DILETTANTI | 20/01/2017 | 13:16 Dalla stagione 2017, il Team Colpack è diventata la squadra satellite giovanile della neonata formazione professionistica Bahrain Merida Pro Cycling Team, la nuova squadra, tra gli altri, di Vincenzo Nibali, vincitore dell’ultimo Giro d’Italia e del Tour de France 2014, uno dei 6 atleti nella storia del ciclismo capace di vincere la “Tripla Corona”, vale a dire tutti e tre i Grandi Giri.
La nuova squadra araba, ma dalla forte matrice italiana, voluta dallo Sceicco Nasser Bin Hamad Al Khalifa, risponde ad una grande passione, tradotta in un ambizioso progetto sportivo che vuole sfruttare il ciclismo per promuovere l’immagine del Regno del Bahrain nel mondo e allo stesso tempo vuole contribuire a dare al Paese una collocazione internazionale sempre più importante nel mondo dello sport.
Una grande opportunità anche per il ciclismo di casa nostra e ai già numerosi italiani, tra atleti e componenti dello staff, si aggiunge anche questa nuova e importante collaborazione con il Team Colpack, la squadra Elite e Under 23 più vincente d’Italia. Un rapporto voluto per valorizzare e dare ulteriori opportunità ai giovani talenti della formazione del presidente Beppe Colleoni, con le biciclette Merida a fare comune denominatore.
L’accordo è stato suggellato ieri mattina dall’incontro e dallo scambio di maglie tra il Team Manager del Team Colpack Antonio Bevilacqua e i rappresentanti del Bahrain Merida Pro Cycling Team, il General Manager Brent Copeland ed il Business & Marketing Manager Alex Carera (nella foto, da sinistra, Alex Carera, Antonio Bevilacqua e Brent Copeland).
Proprio Alex Carera spiega i motivi di questa unione: “Il Team Colpack è una squadra che da tanti anni lavora con i giovani e sa come si lavora facendoli crescere in modo professionale e nell’ambiente giusto. Per noi e per Merida è fondamentale poter avere una squadra di sviluppo nella quale coltivare talenti e per questo abbiamo deciso di promuovere questo progetto”.
Gli fa eco Brent Copeland: “È importantissimo questo progetto e per noi lavorare con una squadra preparata come la Colpack è un orgoglio oltre che una garanzia.
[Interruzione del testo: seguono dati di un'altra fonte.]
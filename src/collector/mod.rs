//! Endpoint scrapers and small collectors registered next to the
//! cluster info metric.

pub mod all_settings;

use prometheus::core::{Collector, Desc};
use prometheus::proto::MetricFamily;
use prometheus::{GaugeVec, Opts};
use std::sync::Arc;

pub use all_settings::AllSettings;

/// Registers an `Arc`-shared collector with a prometheus `Registry` while
/// other owners (scrape hooks, the retriever) keep their own handle.
pub struct Shared<C>(pub Arc<C>);

impl<C: Collector> Collector for Shared<C> {
    fn desc(&self) -> Vec<&Desc> {
        self.0.desc()
    }

    fn collect(&self) -> Vec<MetricFamily> {
        self.0.collect()
    }
}

/// `elasticsearch_exporter_build_info{version}` set to 1.
pub fn build_info() -> prometheus::Result<GaugeVec> {
    let gauge = GaugeVec::new(
        Opts::new(
            "exporter_build_info",
            "A metric with a constant '1' value labeled by the exporter version.",
        )
        .namespace(crate::NAMESPACE),
        &["version"],
    )?;
    gauge.with_label_values(&[env!("CARGO_PKG_VERSION")]).set(1.0);
    Ok(gauge)
}
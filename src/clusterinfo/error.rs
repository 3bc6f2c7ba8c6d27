//! Error taxonomy for the cluster info retriever.
//!
//! Fetch errors never escape the refresh loop; they are stored in the
//! cache and broadcast as data. Registration and lifecycle errors are
//! returned to the caller.

use std::time::Duration;
use thiserror::Error;

/// A single request/decode cycle against the root endpoint failed.
#[derive(Debug, Error)]
pub enum FetchError {
    #[error("failed to get cluster info from {endpoint}: {source}")]
    Network {
        endpoint: String,
        #[source]
        source: reqwest::Error,
    },

    #[error("cluster info request to {endpoint} failed with HTTP status {status}")]
    Status { endpoint: String, status: u16 },

    #[error("failed to decode cluster info from {endpoint}: {message}")]
    Decode { endpoint: String, message: String },
}

impl FetchError {
    /// Short machine-friendly kind, used as a log field.
    pub fn kind(&self) -> &'static str {
        match self {
            FetchError::Network { .. } => "network",
            FetchError::Status { .. } => "http_status",
            FetchError::Decode { .. } => "decode",
        }
    }
}

/// Endpoint configuration that can never produce a successful fetch.
#[derive(Debug, Clone, PartialEq, Eq, Error)]
#[error("invalid cluster info endpoint {endpoint:?}: {reason}")]
pub struct StartupError {
    pub endpoint: String,
    pub reason: String,
}

#[derive(Debug, Clone, PartialEq, Eq, Error)]
pub enum RegistrationError {
    #[error("consumer {0:?} is already registered")]
    DuplicateConsumer(String),

    /// Delivery workers run on the tokio runtime; registration must
    /// happen from within one.
    #[error("consumer {0:?} registered outside a tokio runtime")]
    NoRuntime(String),
}

/// Returned by `Retriever::run`.
#[derive(Debug, Clone, PartialEq, Eq, Error)]
pub enum RunError {
    /// The initial fetch did not finish in time. Informational: the loop
    /// keeps running and still applies that fetch once it resolves.
    #[error("initial cluster info call timed out after {0:?}")]
    InitialCallTimeout(Duration),

    #[error(transparent)]
    Startup(#[from] StartupError),

    #[error("cluster info retriever has already been started")]
    AlreadyStarted,
}

/// A consumer could not take an update.
#[derive(Debug, Error)]
pub enum ConsumerError {
    #[error("consumer channel is closed")]
    Closed,

    #[error("{0}")]
    Rejected(String),
}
Vogliamo far crescere i giovani soprattutto per prepararli al salto nel professionismo. In futuro sarà anche cruciale poter avere questa squadra di sviluppo in Europa per dare la possibilità di correre anche a giovani di talento asiatici e del Bahrain. Abbiamo trovato da parte di Antonio Bevilacqua e del suo staff la massima collaborazione e quindi non vediamo l’ora di poter scoprire qualche buon corridore anche da quella parte del mondo, ma nel frattempo sono sicuro che già avremo la possibilità di crescere con loro qualche ragazzo di grande prospettiva”.
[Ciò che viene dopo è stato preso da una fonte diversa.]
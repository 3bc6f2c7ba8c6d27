//! Consumer registry — push delivery of cache entries to interested
//! components.
//!
//! ```text
//! broadcast(entry)
//!     │
//!     ├──► [queue 1] ──► worker 1 ──► spawn_blocking(consumer1.update)
//!     │    (bounded)
//!     └──► [queue N] ──► worker N ──► spawn_blocking(consumerN.update)
//!          (bounded)
//! ```
//!
//! Each registration is a slot with its own bounded queue and worker
//! task. `broadcast` only enqueues (`try_send`), so a slow, failing or
//! panicking consumer never holds up the refresh loop. A slot remembers
//! the last `sequence` it queued; registration and broadcast share one
//! lock, so every slot sees entries in order, without gaps from its
//! registration point on, and never twice. A consumer whose queue is
//! full misses that entry and picks up again with the next one.

use std::sync::{Arc, Mutex, MutexGuard};
use tokio::runtime::Handle;
use tokio::sync::mpsc::{self, error::TrySendError};
use tokio::task;
use tracing::{debug, error, warn};

use super::cache::{Cache, CacheEntry};
use super::error::{ConsumerError, RegistrationError};

/// Updates a consumer may have queued before new ones are dropped.
pub const DEFAULT_QUEUE_CAPACITY: usize = 16;

/// A component that wants the latest cluster info pushed to it.
///
/// `update` runs on the blocking pool, one call at a time per consumer,
/// in sequence order. It may take as long as it needs; while it runs,
/// further updates wait in the consumer's queue.
pub trait Consumer: Send + Sync {
    /// Registration identity. Two consumers with the same name cannot
    /// both be registered.
    fn name(&self) -> &str;

    fn update(&self, entry: Arc<CacheEntry>) -> Result<(), ConsumerError>;
}

// ── Channel consumer ────────────────────────────────────────────────

/// Forwards every update into an unbounded channel.
pub struct ChannelConsumer {
    name: String,
    tx: mpsc::UnboundedSender<Arc<CacheEntry>>,
}

impl ChannelConsumer {
    pub fn new(name: impl Into<String>) -> (Self, mpsc::UnboundedReceiver<Arc<CacheEntry>>) {
        let (tx, rx) = mpsc::unbounded_channel();
        (Self { name: name.into(), tx }, rx)
    }
}

impl Consumer for ChannelConsumer {
    fn name(&self) -> &str {
        &self.name
    }

    fn update(&self, entry: Arc<CacheEntry>) -> Result<(), ConsumerError> {
        self.tx.send(entry).map_err(|_| ConsumerError::Closed)
    }
}

// ── Registry ────────────────────────────────────────────────────────

struct Slot {
    name: String,
    queue: mpsc::Sender<Arc<CacheEntry>>,
    /// Highest entry sequence queued for this slot.
    delivered: u64,
}

impl Slot {
    fn offer(&mut self, entry: &Arc<CacheEntry>) {
        if entry.sequence <= self.delivered {
            return;
        }

        match self.queue.try_send(Arc::clone(entry)) {
            Ok(()) => self.delivered = entry.sequence,
            Err(TrySendError::Full(_)) => {
                warn!(
                    consumer = %self.name,
                    sequence = entry.sequence,
                    "Consumer is falling behind, dropping cluster info update"
                );
            }
            Err(TrySendError::Closed(_)) => {
                warn!(
                    consumer = %self.name,
                    sequence = entry.sequence,
                    "Consumer worker has stopped, dropping cluster info update"
                );
            }
        }
    }
}

/// Drains one consumer's queue until the slot is dropped.
fn spawn_worker(
    runtime: &Handle,
    consumer: Arc<dyn Consumer>,
    mut queue: mpsc::Receiver<Arc<CacheEntry>>,
) {
    runtime.spawn(async move {
        while let Some(entry) = queue.recv().await {
            let sequence = entry.sequence;
            let version = entry.version;
            let target = Arc::clone(&consumer);

            match task::spawn_blocking(move || target.update(entry)).await {
                Ok(Ok(())) => {
                    debug!(
                        consumer = consumer.name(),
                        sequence,
                        version,
                        "Delivered cluster info"
                    );
                }
                Ok(Err(e)) => {
                    warn!(
                        consumer = consumer.name(),
                        sequence,
                        "Consumer failed to process cluster info update: {}",
                        e
                    );
                }
                Err(e) if e.is_panic() => {
                    error!(
                        consumer = consumer.name(),
                        sequence,
                        "Consumer panicked while processing cluster info update"
                    );
                }
                // Runtime shutting down.
                Err(_) => break,
            }
        }
    });
}

pub struct ConsumerRegistry {
    slots: Mutex<Vec<Slot>>,
    queue_capacity: usize,
}

impl Default for ConsumerRegistry {
    fn default() -> Self {
        Self::with_queue_capacity(DEFAULT_QUEUE_CAPACITY)
    }
}

impl ConsumerRegistry {
    pub fn new() -> Self {
        Self::default()
    }

    /// Registry whose per-consumer queues hold up to `capacity` updates.
    pub fn with_queue_capacity(capacity: usize) -> Self {
        Self {
            slots: Mutex::new(Vec::new()),
            queue_capacity: capacity.max(1),
        }
    }

    fn slots(&self) -> MutexGuard<'_, Vec<Slot>> {
        // Nothing under this lock calls consumer code, so a poisoned
        // guard still holds a consistent slot list.
        self.slots.lock().unwrap_or_else(|poisoned| poisoned.into_inner())
    }

    /// Add a consumer and immediately queue whatever `cache` holds for it.
    ///
    /// Nothing is delivered while the cache has never been written. Must
    /// be called from within a tokio runtime, which hosts the consumer's
    /// delivery worker.
    pub fn register(
        &self,
        consumer: Arc<dyn Consumer>,
        cache: &Cache,
    ) -> Result<(), RegistrationError> {
        let name = consumer.name().to_string();
        let mut slots = self.slots();
        if slots.iter().any(|s| s.name == name) {
            return Err(RegistrationError::DuplicateConsumer(name));
        }
        let runtime = Handle::try_current().map_err(|_| RegistrationError::NoRuntime(name.clone()))?;

        let (tx, rx) = mpsc::channel(self.queue_capacity);
        spawn_worker(&runtime, consumer, rx);
        slots.push(Slot {
            name,
            queue: tx,
            delivered: 0,
        });

        // Read the cache under the lock: an entry swapped in before this
        // point is caught up here, anything later arrives via broadcast.
        let current = cache.get();
        if let Some(slot) = slots.last_mut() {
            slot.offer(&current);
        }
        Ok(())
    }

    /// Queue `entry` for every registered consumer. Never waits on a
    /// consumer.
    pub fn broadcast(&self, entry: &Arc<CacheEntry>) {
        let mut slots = self.slots();
        for slot in slots.iter_mut() {
            slot.offer(entry);
        }
    }

    pub fn len(&self) -> usize {
        self.slots().len()
    }

    pub fn is_empty(&self) -> bool {
        self.len() == 0
    }

    /// Registered consumer names, in registration order.
    pub fn names(&self) -> Vec<String> {
        self.slots().iter().map(|s| s.name.clone()).collect()
    }
}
Da parte sua il team manager del Team Colpack Antonio Bevilacqua dichiara: “Non possiamo che essere felici ed onorati che una formazione importante e ambiziosa come Bahrain Merida abbia scelto di collaborare con la nostra realtà che punta a far crescere nel modo corretto i giovani, con l’intento, poi, di poterli lanciare nel mondo del professionismo”.